According to the near parallel track-position vector strategy, the traffic filtering module 102 defines an ownship-traffic position vector 502 between the current position of ownship 302 and the position of each aircraft 306K or other vehicle within range of ownship or previously determined to be relevant by the traffic filtering module. In addition, the traffic filtering module 102 projects an ownship track 304 and aircraft track 308K forward and aft of ownship 302 and the aircraft 306K, respectively. The traffic filtering module 102 then determines the distance d2 between the aircraft track 308K and the current position of ownship 302, i.e. the distance perpendicular to the aircraft track 308K at ownship position. Similarly, the distance d3 between the ownship track 304 and the current position of the aircraft 306K is determined The traffic filtering module 102 further determines the angle αOS between the ownship-traffic position vector 502 and the ownship track 304 and the angle αT between the vector and the aircraft track 308K.
According to one embodiment, the traffic filtering module 102 includes in the subset of relevant traffic to display or enhance those aircraft 306K where αOS and αT are less than some threshold angle, such as 20 degrees, and the distance d2 is less than a first threshold distance, such as 500 feet, or the distance d3 is less than a second threshold distance. Alternatively, the traffic filtering module 102 may include in the subset of relevant traffic those aircraft 306K where either αOS or αT is less than the threshold angle and the distance d2 is less than the first threshold distance or the distance d3 is less than the second threshold distance.
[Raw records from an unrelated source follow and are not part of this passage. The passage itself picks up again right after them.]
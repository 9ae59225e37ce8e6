//! Server push events and topics.

use crate::{Order, OrderId};
use serde::{Deserialize, Serialize};
use std::fmt;

#[derive(Debug, Clone, Copy, PartialEq, Eq, Hash, Serialize, Deserialize)]
#[serde(rename_all = "SCREAMING_SNAKE_CASE")]
pub enum EventType {
    OrderCreated,
    OrderUpdated,
    OrderFinalized,
    OrderCanceled,
    ItemAdded,
    ItemRemoved,
    ItemUpdated,
    /// Anything this client does not understand
    #[serde(other)]
    Unknown,
}

impl EventType {
    /// Events carrying the full order.
    pub fn is_full_replace(self) -> bool {
        matches!(
            self,
            EventType::OrderCreated
                | EventType::OrderUpdated
                | EventType::OrderFinalized
                | EventType::OrderCanceled
        )
    }

    /// Partial item events; the order must be refetched.
    pub fn is_partial(self) -> bool {
        matches!(
            self,
            EventType::ItemAdded | EventType::ItemRemoved | EventType::ItemUpdated
        )
    }
}

/// Envelope delivered on a push topic.
#[derive(Debug, Clone, PartialEq, Eq, Serialize, Deserialize)]
#[serde(rename_all = "camelCase")]
pub struct PushEvent {
    #[serde(rename = "type")]
    pub event_type: EventType,
    pub order_id: OrderId,
    #[serde(default, skip_serializing_if = "Option::is_none")]
    pub data: Option<Order>,
}

/// How the cache should react to an event.
#[derive(Debug, Clone, PartialEq, Eq)]
pub enum PushAction {
    Replace(Order),
    Refetch(OrderId),
    Ignore,
}

impl PushEvent {
    pub fn new(event_type: EventType, order_id: OrderId, data: Option<Order>) -> Self {
        Self {
            event_type,
            order_id,
            data,
        }
    }

    pub fn action(&self) -> PushAction {
        match self.event_type {
            t if t.is_full_replace() => match &self.data {
                Some(order) => PushAction::Replace(order.clone()),
                None => PushAction::Refetch(self.order_id),
            },
            t if t.is_partial() => PushAction::Refetch(self.order_id),
            _ => PushAction::Ignore,
        }
    }

    /// The order left the working set and should no longer be in focus.
    pub fn ends_order(&self) -> bool {
        matches!(
            self.event_type,
            EventType::OrderFinalized | EventType::OrderCanceled
        )
    }
}

/// A push channel.
#[derive(Debug, Clone, PartialEq, Eq, Hash)]
pub enum Topic {
    Order(OrderId),
    SubOrder(u64),
    Unit(u64),
    Kitchen(u64),
    /// Role-scoped broadcast, e.g. `/topic/gerente`
    Role(String),
}

const TOPIC_PREFIX: &str = "/topic/";

impl Topic {
    pub fn path(&self) -> String {
        self.to_string()
    }

    pub fn parse(path: &str) -> Option<Topic> {
        let rest = path.strip_prefix(TOPIC_PREFIX)?;
        let segments: Vec<&str> = rest.split('/').collect();

        match segments.as_slice() {
            ["pedido", id] => id.parse().ok().map(Topic::Order),
            ["subpedido", id] => id.parse().ok().map(Topic::SubOrder),
            ["atendente", "unidade", id] => id.parse().ok().map(Topic::Unit),
            ["cozinha", id] => id.parse().ok().map(Topic::Kitchen),
            [role] if !role.is_empty() => Some(Topic::Role((*role).to_string())),
            _ => None,
        }
    }
}

impl fmt::Display for Topic {
    fn fmt(&self, f: &mut fmt::Formatter<'_>) -> fmt::Result {
        match self {
            Topic::Order(id) => write!(f, "{TOPIC_PREFIX}pedido/{id}"),
            Topic::SubOrder(id) => write!(f, "{TOPIC_PREFIX}subpedido/{id}"),
            Topic::Unit(id) => write!(f, "{TOPIC_PREFIX}atendente/unidade/{id}"),
            Topic::Kitchen(id) => write!(f, "{TOPIC_PREFIX}cozinha/{id}"),
            Topic::Role(role) => write!(f, "{TOPIC_PREFIX}{role}"),
        }
    }
}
It will be appreciated that the values of the threshold angle and threshold distances and the logical relationships between αOS, αT, d2, and d3 utilized by the traffic filtering module 102 to select traffic for inclusion may differ from those described herein, or may vary as a function of the current state or phase of flight of ownship 302 and the aircraft 306, e.g. ownship and aircraft both on the ground, ownship and aircraft both in the air, or one in the air and one on the ground.
In another embodiment, the traffic filtering module 102 only includes in the subset of relevant traffic those aircraft 306K within the forward 180 degree field of view of ownship 302, or having ownship within the forward 180 degree field of view of the aircraft, i.e. potential or actual convergence between ownship and the aircraft exists. The traffic filtering module 102 may also take into account the distance d1 between the current positions of ownship 302 and the aircraft 306K along the ownship-traffic position vector 502, changes in the current positions of ownship and the aircraft, and the speeds of ownship and the aircraft in determining whether an aircraft is included in the subset of relevant traffic. For example, the distance d1 and the speeds of ownship 302 and the aircraft 306K may be used to test for convergence or divergence, and a time to potential or actual convergence between the aircraft.
Those aircraft 306L-306M currently positioned within the defined area 602 or volume established around ownship 302 are included in the subset of relevant traffic to display or enhance, while aircraft 306N-306P outside the area are not included in the subset of relevant traffic. The area 602 or volume may be fixed, or it may vary as a function of the speed, altitude, and/or phase of flight of ownship 302 or other criteria. In addition, traffic within the area or volume may be further filtered for inclusion in the subset of relevant traffic using additional criteria such as the potential for convergence or collision.
It will be appreciated that neither the track-track intersection strategy, the track-aircraft intersection strategy, the near-parallel track-position vector strategy, nor the ownship-traffic proximity strategy described above require the traffic filtering module 102 to have knowledge of the locations of runways, taxiways, air traffic control clearance points, ramps, or other features of the airport in order to determine the subset of relevant traffic to display or enhance. Further, the traffic filtering module 102 does not require knowledge of the flight plan, current take-off or approach runway, or current taxi route of ownship 302 or other aircraft 306 operating at the airport.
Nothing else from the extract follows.